The above has some important implications.  The imposition of the oil embargo, for example, was an important aspect of NATO's war, blocking the government's attempts to raise revenues.  It meant that the opposition leadership could gain recognition, trading rights and permission to sell oil and thus survive as a viable material force calling itself a government - provided it satisfied its US and EU sponsors.  So when Achcar asserted that NATO was deliberately drawing out the war and frustrating the rebels' chances of success, in order to give them time to bring the transitional council fully under control, he was arguably in denial about the extent to which the opposition was already fully under control.  (In fact, the NATO strategy stands completely vindicated on military grounds alone.  The targeted bombing, preventing the concentration of Qadhafi's forces and encouraging the fragmentation of the regime, ensured the opposition's ultimate success at minimal outlay and no real risk to NATO forces).  If further evidence that Achcar is in denial on this score is needed, consider that he continued to depict the opposition leadership as "a mix of political and intellectual democratic and human rights dissidents", long after this had become a completely unrealistic and unworldly representation ignoring the multitude of former regime elements, businessmen, military figures, and people like Khalifa Hifter, who have no earthly business being called "human rights dissidents".  It is they, people like General Abdallah Fatah Younes and Ibraham Dabbashi, who were the earliest and most vociferous advocates of an alliance with NATO.  It is those elements whose hand was strengthened by NATO's intervention. 

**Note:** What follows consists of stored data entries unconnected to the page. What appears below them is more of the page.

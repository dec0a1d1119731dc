//! Type-safe price representation using decimal arithmetic.
//!
//! Prices are stored in the currency's standard unit (rupees, dollars) and are
//! never negative. The backend sends prices either as JSON numbers or decimal
//! strings; both deserialize into [`Price`].

use core::fmt;
use core::iter::Sum;
use core::ops::Add;

use rust_decimal::Decimal;
use serde::{Deserialize, Serialize};

/// Errors that can occur when constructing a [`Price`].
#[derive(thiserror::Error, Debug, Clone, PartialEq, Eq)]
pub enum PriceError {
    /// The amount is below zero.
    #[error("price cannot be negative (got {0})")]
    Negative(Decimal),
}

/// A non-negative monetary amount.
#[derive(Debug, Clone, Copy, PartialEq, Eq, PartialOrd, Ord, Hash, Default, Serialize, Deserialize)]
#[serde(try_from = "Decimal", into = "Decimal")]
pub struct Price(Decimal);

impl Price {
    /// A price of zero.
    pub const ZERO: Self = Self(Decimal::ZERO);

    /// Create a new price.
    ///
    /// # Errors
    ///
    /// Returns [`PriceError::Negative`] if `amount` is below zero.
    pub fn new(amount: Decimal) -> Result<Self, PriceError> {
        if amount.is_sign_negative() && !amount.is_zero() {
            return Err(PriceError::Negative(amount));
        }
        Ok(Self(amount))
    }

    /// Create a price from a whole number of currency units.
    #[must_use]
    pub fn from_units(units: u32) -> Self {
        Self(Decimal::from(units))
    }

    /// Create a price from minor units (e.g. paise or cents).
    #[must_use]
    pub fn from_minor_units(minor: u64) -> Self {
        Self(Decimal::from(minor) / Decimal::ONE_HUNDRED)
    }

    /// Get the underlying decimal amount.
    #[must_use]
    pub const fn amount(&self) -> Decimal {
        self.0
    }

    /// Multiply by a line quantity.
    #[must_use]
    pub fn times(self, quantity: u32) -> Self {
        Self(self.0 * Decimal::from(quantity))
    }

    /// Subtract, clamping at zero.
    #[must_use]
    pub fn saturating_sub(self, other: Self) -> Self {
        if other.0 >= self.0 {
            Self::ZERO
        } else {
            Self(self.0 - other.0)
        }
    }

    /// The given percentage of this price, rounded to two decimal places.
    ///
    /// `percent` is clamped to `0..=100`.
    #[must_use]
    pub fn percent(self, percent: Decimal) -> Self {
        let percent = percent.clamp(Decimal::ZERO, Decimal::ONE_HUNDRED);
        Self((self.0 * percent / Decimal::ONE_HUNDRED).round_dp(2))
    }
}

impl TryFrom<Decimal> for Price {
    type Error = PriceError;

    fn try_from(value: Decimal) -> Result<Self, Self::Error> {
        Self::new(value)
    }
}

impl From<Price> for Decimal {
    fn from(price: Price) -> Self {
        price.0
    }
}

impl Add for Price {
    type Output = Self;

    fn add(self, rhs: Self) -> Self::Output {
        Self(self.0 + rhs.0)
    }
}

impl Sum for Price {
    fn sum<I: Iterator<Item = Self>>(iter: I) -> Self {
        iter.fold(Self::ZERO, Add::add)
    }
}

impl fmt::Display for Price {
    fn fmt(&self, f: &mut fmt::Formatter<'_>) -> fmt::Result {
        write!(f, "{:.2}", self.0)
    }
}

The biggest problem, though, is that his analysis of US strategy is far too reductionist, taking no account of the serious strategic cleavages evident at the top of the Washington foreign policy establishment.  Some of the realists expressed a fear of being dragged into yet another Middle East 'quagmire'.  Others were convinced that if Qadhafi was overthrown by a popular revolt, there would be a vacuum of authority in which jihadis would thrive.  But the strongest supporters of intervention were 'humanitarian interventionists', whose case was similar to that of the liberal hawk, Anne-Marie Slaughter (who I believe has been an advisor of Obama on foreign policy).  To wit, there's an expanding young and educated population in the Middle East, which has been deprived of political channels and economic opportunity, and which will therefore be a major problem for the US unless American power seems to champion their interests.  The US, it is thus argued, must respond to this revolutionary wave by siding with reform and not just the old guard dictatorships.  Leave aside the empirical basis of this analysis - it is sufficient to note that it is taken seriously by influential sectors of the US foreign policy elite.  As such, the intervention can be seen less as a war for oil than an attempt to cohere a response to a revolution that threatened US control, limited enough to minimise the worries of realists and defence establishment figures like Robert Gates and Carter Ham while giving the US a chance to rebuild its 'humanitarian' credit.

This is what the indecent left opposed: not the staving off of a hypothetical massacre, but the predictable, successful hijacking of a popular revolt by imperialist powers in alliance with the relatively conservative elites dominant in the transitional council.  By moralising about the decency or otherwise of anti-imperialist arguments, and pinning so much of his argument on the invocation of humanitarian emergency, Achcar obscures the politics of intervention.  The question at stake was and is: should the population of Libya rule Libya?  Since intervention ensured that the answer would be "no", it was correct to oppose it.